WHAT IS BEING ASKED
Transcribe every record exactly, omitting none.

--- DATASET CONTENT Enclosed Below ---

//! # Shared Trace Vocabulary (Kernel Patches ↔ Analyzer)
//!
//! Names and constants emitted by the VMA tracing kernel patches and consumed
//! by the analyzer. Kept in a `no_std` crate so the same vocabulary can be
//! reused by any tool that generates or post-processes these traces.
//!
//! ## Event Families
//!
//! 1. **`mmap_vma_*`** - VMA lifecycle (alloc, free, unmap/remap pairs)
//! 2. **`pte_*`** - Page-table updates (only `pte_mapped` carries semantics)
//! 3. **`sched_switch`** - Scheduler quanta
//! 4. **`tracing_mark_write`** - User checkpoints
//! 5. **`rss_stat`** - Resident set counters
//!
//! ## Key Items
//!
//! - [`mmap`] - `mmap_vma_*` event names
//! - [`kernel_fn`] - Kernel function labels carried in the `[...]` payload field
//! - [`RssType`] - RSS counter indices as reported by `rss_stat`

#![no_std]

// ============================================================================
// Event Names
// ============================================================================

/// `mmap_vma_*` event names.
pub mod mmap {
    /// Common prefix of every VMA event
    pub const PREFIX: &str = "mmap_vma_";

    /// New VMA
    pub const ALLOC: &str = "mmap_vma_alloc";

    /// New VMA copied from the parent during `fork()`
    pub const ALLOC_DUP_MMAP: &str = "mmap_vma_alloc_dup_mmap";

    /// VMA removed
    pub const FREE: &str = "mmap_vma_free";

    pub const RESIZE_UNMAP: &str = "mmap_vma_resize_unmap";
    pub const RESIZE_REMAP: &str = "mmap_vma_resize_remap";
    pub const RELOC_UNMAP: &str = "mmap_vma_reloc_unmap";
    pub const RELOC_REMAP: &str = "mmap_vma_reloc_remap";
    pub const ACCESS_UNMAP: &str = "mmap_vma_access_unmap";
    pub const ACCESS_REMAP: &str = "mmap_vma_access_remap";
    pub const FLAGS_UNMAP: &str = "mmap_vma_flags_unmap";
    pub const FLAGS_REMAP: &str = "mmap_vma_flags_remap";

    /// Stop applying VMA effects for the emitting process
    pub const DISABLE_SIM: &str = "mmap_disable_sim";

    /// Resume applying VMA effects for the emitting process
    pub const ENABLE_SIM: &str = "mmap_enable_sim";
}

/// Page-table event names.
pub mod pte {
    /// Common prefix of every page-table event
    pub const PREFIX: &str = "pte_";

    /// A PTE now points at a physical page
    pub const MAPPED: &str = "pte_mapped";
}

/// Scheduler context switch
pub const SCHED_SWITCH: &str = "sched_switch";

/// User-space marker written through `trace_marker`
pub const TRACING_MARK_WRITE: &str = "tracing_mark_write";

/// Resident set counter update
pub const RSS_STAT: &str = "rss_stat";

// ============================================================================
// Kernel Function Labels
// ============================================================================

/// Kernel functions reported in the `[kernel_fn]` field of `mmap_vma_*`
/// payloads that the analyzer gives special meaning to.
pub mod kernel_fn {
    /// VMA copied into a child during `fork()`
    pub const DUP_MMAP: &str = "dup_mmap";

    /// Address space torn down (process exit or `execve` replacing the mm)
    pub const EXIT_MMAP: &str = "exit_mmap";

    /// Initial stack VMA of a new program image
    pub const BPRM_MM_INIT: &str = "__bprm_mm_init";

    /// Stack growth
    pub const EXPAND_DOWNWARDS: &str = "expand_downwards";
}

// ============================================================================
// Resident Set Counters
// ============================================================================

/// RSS counter index, matching the kernel's `MM_*` counters.
#[derive(Debug, Clone, Copy, PartialEq, Eq, Hash, PartialOrd, Ord)]
pub enum RssType {
    File = 0,
    Anon = 1,
    Swap = 2,
    Shmem = 3,
}

/// Number of RSS counters tracked per process
pub const RSS_TYPE_COUNT: usize = 4;

impl RssType {
    /// All counters in index order
    pub const ALL: [RssType; RSS_TYPE_COUNT] =
        [RssType::File, RssType::Anon, RssType::Swap, RssType::Shmem];

    /// Parse the `type=` field of an `rss_stat` payload
    #[must_use]
    pub fn from_kernel_name(name: &str) -> Option<Self> {
        match name {
            "MM_FILEPAGES" => Some(RssType::File),
            "MM_ANONPAGES" => Some(RssType::Anon),
            "MM_SWAPENTS" => Some(RssType::Swap),
            "MM_SHMEMPAGES" => Some(RssType::Shmem),
            _ => None,
        }
    }

    #[must_use]
    pub fn index(self) -> usize {
        self as usize
    }

    #[must_use]
    pub fn label(self) -> &'static str {
        match self {
            RssType::File => "file",
            RssType::Anon => "anon",
            RssType::Swap => "swap",
            RssType::Shmem => "shmem",
        }
    }
}

// ============================================================================
// Architecture Constants (x86_64)
// ============================================================================

/// Page size used to convert `rss_stat` byte counts to pages
pub const PAGE_SIZE: u64 = 4096;

/// Load address of non-PIE executables
///
/// Fixed-load executables are symbolized with absolute addresses; the
/// analyzer sanity-checks that their first mapping sits here.
pub const STANDARD_LOAD_ADDRESS: u64 = 0x40_0000;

--- End of Enclosed DATASET CONTENT ---

TASK SOLUTION
//! # Shared Trace Vocabulary (Kernel Patches ↔ Analyzer)
//!
//! Names and constants emitted by the VMA tracing kernel patches and consumed
//! by the analyzer. Kept in a `no_std` crate so the same vocabulary can be
//! reused by any tool that generates or post-processes these traces.
//!
//! ## Event Families
//!
//! 1. **`mmap_vma_*`** - VMA lifecycle (alloc, free, unmap/remap pairs)
//! 2. **`pte_*`** - Page-table updates (only `pte_mapped` carries semantics)
//! 3. **`sched_switch`** - Scheduler quanta
//! 4. **`tracing_mark_write`** - User checkpoints
//! 5. **`rss_stat`** - Resident set counters
//!
//! ## Key Items
//!
//! - [`mmap`] - `mmap_vma_*` event names
//! - [`kernel_fn`] - Kernel function labels carried in the `[...]` payload field
//! - [`RssType`] - RSS counter indices as reported by `rss_stat`

#![no_std]

// ============================================================================
// Event Names
// ============================================================================

/// `mmap_vma_*` event names.
pub mod mmap {
    /// Common prefix of every VMA event
    pub const PREFIX: &str = "mmap_vma_";

    /// New VMA
    pub const ALLOC: &str = "mmap_vma_alloc";

    /// New VMA copied from the parent during `fork()`
    pub const ALLOC_DUP_MMAP: &str = "mmap_vma_alloc_dup_mmap";

    /// VMA removed
    pub const FREE: &str = "mmap_vma_free";

    pub const RESIZE_UNMAP: &str = "mmap_vma_resize_unmap";
    pub const RESIZE_REMAP: &str = "mmap_vma_resize_remap";
    pub const RELOC_UNMAP: &str = "mmap_vma_reloc_unmap";
    pub const RELOC_REMAP: &str = "mmap_vma_reloc_remap";
    pub const ACCESS_UNMAP: &str = "mmap_vma_access_unmap";
    pub const ACCESS_REMAP: &str = "mmap_vma_access_remap";
    pub const FLAGS_UNMAP: &str = "mmap_vma_flags_unmap";
    pub const FLAGS_REMAP: &str = "mmap_vma_flags_remap";

    /// Stop applying VMA effects for the emitting process
    pub const DISABLE_SIM: &str = "mmap_disable_sim";

    /// Resume applying VMA effects for the emitting process
    pub const ENABLE_SIM: &str = "mmap_enable_sim";
}

/// Page-table event names.
pub mod pte {
    /// Common prefix of every page-table event
    pub const PREFIX: &str = "pte_";

    /// A PTE now points at a physical page
    pub const MAPPED: &str = "pte_mapped";
}

/// Scheduler context switch
pub const SCHED_SWITCH: &str = "sched_switch";

/// User-space marker written through `trace_marker`
pub const TRACING_MARK_WRITE: &str = "tracing_mark_write";

/// Resident set counter update
pub const RSS_STAT: &str = "rss_stat";

// ============================================================================
// Kernel Function Labels
// ============================================================================

/// Kernel functions reported in the `[kernel_fn]` field of `mmap_vma_*`
/// payloads that the analyzer gives special meaning to.
pub mod kernel_fn {
    /// VMA copied into a child during `fork()`
    pub const DUP_MMAP: &str = "dup_mmap";

    /// Address space torn down (process exit or `execve` replacing the mm)
    pub const EXIT_MMAP: &str = "exit_mmap";

    /// Initial stack VMA of a new program image
    pub const BPRM_MM_INIT: &str = "__bprm_mm_init";

    /// Stack growth
    pub const EXPAND_DOWNWARDS: &str = "expand_downwards";
}

// ============================================================================
// Resident Set Counters
// ============================================================================

/// RSS counter index, matching the kernel's `MM_*` counters.
#[derive(Debug, Clone, Copy, PartialEq, Eq, Hash, PartialOrd, Ord)]
pub enum RssType {
    File = 0,
    Anon = 1,
    Swap = 2,
    Shmem = 3,
}

/// Number of RSS counters tracked per process
pub const RSS_TYPE_COUNT: usize = 4;

impl RssType {
    /// All counters in index order
    pub const ALL: [RssType; RSS_TYPE_COUNT] =
        [RssType::File, RssType::Anon, RssType::Swap, RssType::Shmem];

    /// Parse the `type=` field of an `rss_stat` payload
    #[must_use]
    pub fn from_kernel_name(name: &str) -> Option<Self> {
        match name {
            "MM_FILEPAGES" => Some(RssType::File),
            "MM_ANONPAGES" => Some(RssType::Anon),
            "MM_SWAPENTS" => Some(RssType::Swap),
            "MM_SHMEMPAGES" => Some(RssType::Shmem),
            _ => None,
        }
    }

    #[must_use]
    pub fn index(self) -> usize {
        self as usize
    }

    #[must_use]
    pub fn label(self) -> &'static str {
        match self {
            RssType::File => "file",
            RssType::Anon => "anon",
            RssType::Swap => "swap",
            RssType::Shmem => "shmem",
        }
    }
}

// ============================================================================
// Architecture Constants (x86_64)
// ============================================================================

/// Page size used to convert `rss_stat` byte counts to pages
pub const PAGE_SIZE: u64 = 4096;

/// Load address of non-PIE executables
///
/// Fixed-load executables are symbolized with absolute addresses; the
/// analyzer sanity-checks that their first mapping sits here.
pub const STANDARD_LOAD_ADDRESS: u64 = 0x40_0000;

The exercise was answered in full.